Time Warner takes a lead role in promoting diverse voices and perspectives across our outlets in television, film, and journalism—and an event last week in Santa Barbara brought these efforts to life. Creative executives from across Time Warner and some of the top established and up-and-coming storytellers in our industries gathered last week for a summit focused on cultivating diverse voices and engaging new audiences. The Time Warner Summit took place on the same day as the kick-off of the annual BFF Conference (formerly the Black Filmmakers Foundation), which HBO has been an active supporter of for the past 16 years, and Time Warner has joined in supporting. Setting the backdrop for the day was a discussion about the changing composition of our audiences, as demonstrated by the chart below:

Image Credit: Added Value Cheskin

Time Warner Chairman and CEO Jeff Bewkes hosted a series of sessions where the company’s top creative executives heard from creative leaders and up-and-coming artists whose efforts have been supported by the Time Warner Foundation through such organizations as NYU’s Tisch School of the Arts, the Tribeca Institute and the Sundance Institute. Speakers included the actor/writer/director Ruben Santiago-Hudson, who is known (among many other things) for writing the play and later HBO film, Lackawanna Blues, and a panel of upcoming film-makers including Rashaad Ernesto Green, who wrote and directed Gun Hill Road, Lucy Mulloy, the writer/director of Una Noche, and Aurora Guerrero, who wrote and directed Mosquita Y Mari. As Guerrero later noted, programs of the kinds that are supported by Time Warner and its divisions can be invaluable: "The industry is made up of relationships, and [a lot of diverse filmmakers] don't have those relationships--either in our families or we don't have that lineage in the film industry. We just don't have access to people who can make our films happen, and these programs provide that."
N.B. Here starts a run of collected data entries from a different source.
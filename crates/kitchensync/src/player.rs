//! Player interface and the monotonic-clock simulated player
//!
//! The engine drives playback through [`Player`]; it never decodes media.
//! [`SimulatedPlayer`] advances a position from `Instant` deltas, the same
//! way a transport clock does: it stores the instant play was pressed and the
//! position at that moment, and derives the current position from elapsed
//! time.

use std::sync::atomic::{AtomicU32, AtomicU64, Ordering};
use std::sync::Mutex;
use std::time::Instant;

use thiserror::Error;

#[derive(Debug, Error, Clone, PartialEq)]
pub enum PlayerError {
    #[error("player rejected {command}: {reason}")]
    Rejected {
        command: &'static str,
        reason: String,
    },

    #[error("player unavailable: {0}")]
    Unavailable(String),
}

/// External playback engine. Calls are short; implementations must not block
/// for long since they run on the sync receiver task.
pub trait Player: Send + Sync {
    fn seek(&self, position_seconds: f64) -> Result<(), PlayerError>;
    fn play(&self) -> Result<(), PlayerError>;
    fn pause(&self) -> Result<(), PlayerError>;
    fn position(&self) -> Result<f64, PlayerError>;
    /// Timeline length; `None` when the media has no known duration.
    fn duration(&self) -> Result<Option<f64>, PlayerError>;
}

#[derive(Debug, Clone, Copy)]
struct ClockState {
    /// When play was pressed (None if paused)
    start_instant: Option<Instant>,
    /// Position when play was pressed
    start_position: f64,
}

/// Clock-driven stand-in for a media player.
pub struct SimulatedPlayer {
    clock: Mutex<ClockState>,
    duration: f64,
    looping: bool,
    /// Playback speed relative to real time; != 1.0 injects drift.
    rate: f64,
    fail_commands: AtomicU32,
    seeks: AtomicU64,
    pauses: AtomicU64,
}

impl SimulatedPlayer {
    pub fn new(duration: f64, looping: bool) -> Self {
        Self {
            clock: Mutex::new(ClockState {
                start_instant: None,
                start_position: 0.0,
            }),
            duration,
            looping,
            rate: 1.0,
            fail_commands: AtomicU32::new(0),
            seeks: AtomicU64::new(0),
            pauses: AtomicU64::new(0),
        }
    }

    pub fn with_rate(mut self, rate: f64) -> Self {
        self.rate = rate;
        self
    }

    /// The next `n` seek/play/pause calls fail.
    pub fn fail_next(&self, n: u32) {
        self.fail_commands.store(n, Ordering::SeqCst);
    }

    pub fn seek_count(&self) -> u64 {
        self.seeks.load(Ordering::SeqCst)
    }

    pub fn pause_count(&self) -> u64 {
        self.pauses.load(Ordering::SeqCst)
    }

    pub fn is_playing(&self) -> bool {
        self.lock()
            .map(|clock| clock.start_instant.is_some())
            .unwrap_or(false)
    }

    /// Position the clock would report at `now`.
    pub fn position_at(&self, now: Instant) -> Result<f64, PlayerError> {
        let clock = self.lock()?;
        Ok(self.compute(&clock, now))
    }

    fn compute(&self, clock: &ClockState, now: Instant) -> f64 {
        let raw = match clock.start_instant {
            Some(start) => {
                clock.start_position
                    + now.saturating_duration_since(start).as_secs_f64() * self.rate
            }
            None => clock.start_position,
        };
        self.wrap(raw)
    }

    fn wrap(&self, position: f64) -> f64 {
        if self.duration <= 0.0 {
            return position.max(0.0);
        }
        if self.looping {
            position.rem_euclid(self.duration)
        } else {
            position.clamp(0.0, self.duration)
        }
    }

    fn lock(&self) -> Result<std::sync::MutexGuard<'_, ClockState>, PlayerError> {
        self.clock
            .lock()
            .map_err(|_| PlayerError::Unavailable("clock lock poisoned".to_string()))
    }

    fn check_injected(&self, command: &'static str) -> Result<(), PlayerError> {
        let remaining = self.fail_commands.load(Ordering::SeqCst);
        if remaining > 0 {
            self.fail_commands.store(remaining - 1, Ordering::SeqCst);
            return Err(PlayerError::Rejected {
                command,
                reason: "injected failure".to_string(),
            });
        }
        Ok(())
    }
}

impl Player for SimulatedPlayer {
    fn seek(&self, position_seconds: f64) -> Result<(), PlayerError> {
        self.check_injected("seek")?;
        if !position_seconds.is_finite() {
            return Err(PlayerError::Rejected {
                command: "seek",
                reason: format!("non-finite position {}", position_seconds),
            });
        }
        let mut clock = self.lock()?;
        clock.start_position = self.wrap(position_seconds);
        if clock.start_instant.is_some() {
            // Elapsed time restarts from the new position
            clock.start_instant = Some(Instant::now());
        }
        self.seeks.fetch_add(1, Ordering::SeqCst);
        Ok(())
    }

    fn play(&self) -> Result<(), PlayerError> {
        self.check_injected("play")?;
        let mut clock = self.lock()?;
        if clock.start_instant.is_none() {
            clock.start_instant = Some(Instant::now());
        }
        Ok(())
    }

    fn pause(&self) -> Result<(), PlayerError> {
        self.check_injected("pause")?;
        let mut clock = self.lock()?;
        if clock.start_instant.is_some() {
            clock.start_position = self.compute(&clock, Instant::now());
            clock.start_instant = None;
        }
        self.pauses.fetch_add(1, Ordering::SeqCst);
        Ok(())
    }

    fn position(&self) -> Result<f64, PlayerError> {
        self.position_at(Instant::now())
    }

    fn duration(&self) -> Result<Option<f64>, PlayerError> {
        Ok((self.duration > 0.0).then_some(self.duration))
    }
}

#[cfg(test)]
mod tests {
    use super::*;
    use std::thread;
    use std::time::Duration;

    #[test]
    fn test_new_player_paused_at_zero() {
        let player = SimulatedPlayer::new(60.0, true);
        assert_eq!(player.position().unwrap(), 0.0);
        assert!(!player.is_playing());
    }

    #[test]
    fn test_position_advances_with_time() {
        let player = SimulatedPlayer::new(60.0, true);
        player.play().unwrap();
        thread::sleep(Duration::from_millis(100));

        let position = player.position().unwrap();
        assert!(position > 0.08, "position {} should be > 0.08", position);
        assert!(position < 0.3, "position {} should be < 0.3", position);
    }

    #[test]
    fn test_pause_preserves_position() {
        let player = SimulatedPlayer::new(60.0, true);
        player.play().unwrap();
        thread::sleep(Duration::from_millis(50));
        player.pause().unwrap();

        let at_pause = player.position().unwrap();
        thread::sleep(Duration::from_millis(50));
        assert_eq!(player.position().unwrap(), at_pause);
        assert_eq!(player.pause_count(), 1);
    }

    #[test]
    fn test_seek_while_running() {
        let player = SimulatedPlayer::new(60.0, true);
        player.play().unwrap();
        player.seek(30.0).unwrap();

        assert!(player.is_playing());
        let position = player.position().unwrap();
        assert!((30.0..30.1).contains(&position), "position {}", position);
        assert_eq!(player.seek_count(), 1);
    }

    #[test]
    fn test_looping_wraps_at_duration() {
        let player = SimulatedPlayer::new(10.0, true);
        player.seek(12.5).unwrap();
        assert!((player.position().unwrap() - 2.5).abs() < 1e-9);
        assert_eq!(player.duration().unwrap(), Some(10.0));
    }

    #[test]
    fn test_non_looping_clamps() {
        let player = SimulatedPlayer::new(10.0, false);
        player.seek(12.5).unwrap();
        assert_eq!(player.position().unwrap(), 10.0);
    }

    #[test]
    fn test_rate_injects_drift() {
        let player = SimulatedPlayer::new(60.0, true).with_rate(2.0);
        let t0 = Instant::now();
        player.play().unwrap();
        let later = t0 + Duration::from_secs(1);
        let position = player.position_at(later).unwrap();
        assert!(position > 1.9 && position <= 2.0, "position {}", position);
    }

    #[test]
    fn test_injected_failures() {
        let player = SimulatedPlayer::new(60.0, true);
        player.fail_next(1);
        assert!(matches!(player.seek(5.0), Err(PlayerError::Rejected { command: "seek", .. })));
        assert!(player.seek(5.0).is_ok());
        assert_eq!(player.seek_count(), 1);
    }
}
The group also heard from A-listers including Ice Cube and writer/producer/director Tim Story, who shared their perspectives on the role of diverse content in more mainstream entertainment. And to kick off the BFF summit that afternoon, Bewkes moderated a discussion with J.J. Abrams (director of Super 8 and Star Trek, and creator of shows including Lost and Alias and the new Warner Bros. hit Person of Interest); Shonda Rhimes (creator of Grey’s Anatomy, Private Practice, and the new Scandal) and Alan Ball, (academy award winner for American Beauty, and creator of HBO mainstays Six Feet Under and True Blood.)

Overall, it was a day that informed, educated, entertained and inspired—just what you’d expect from some of the world’s best storytellers.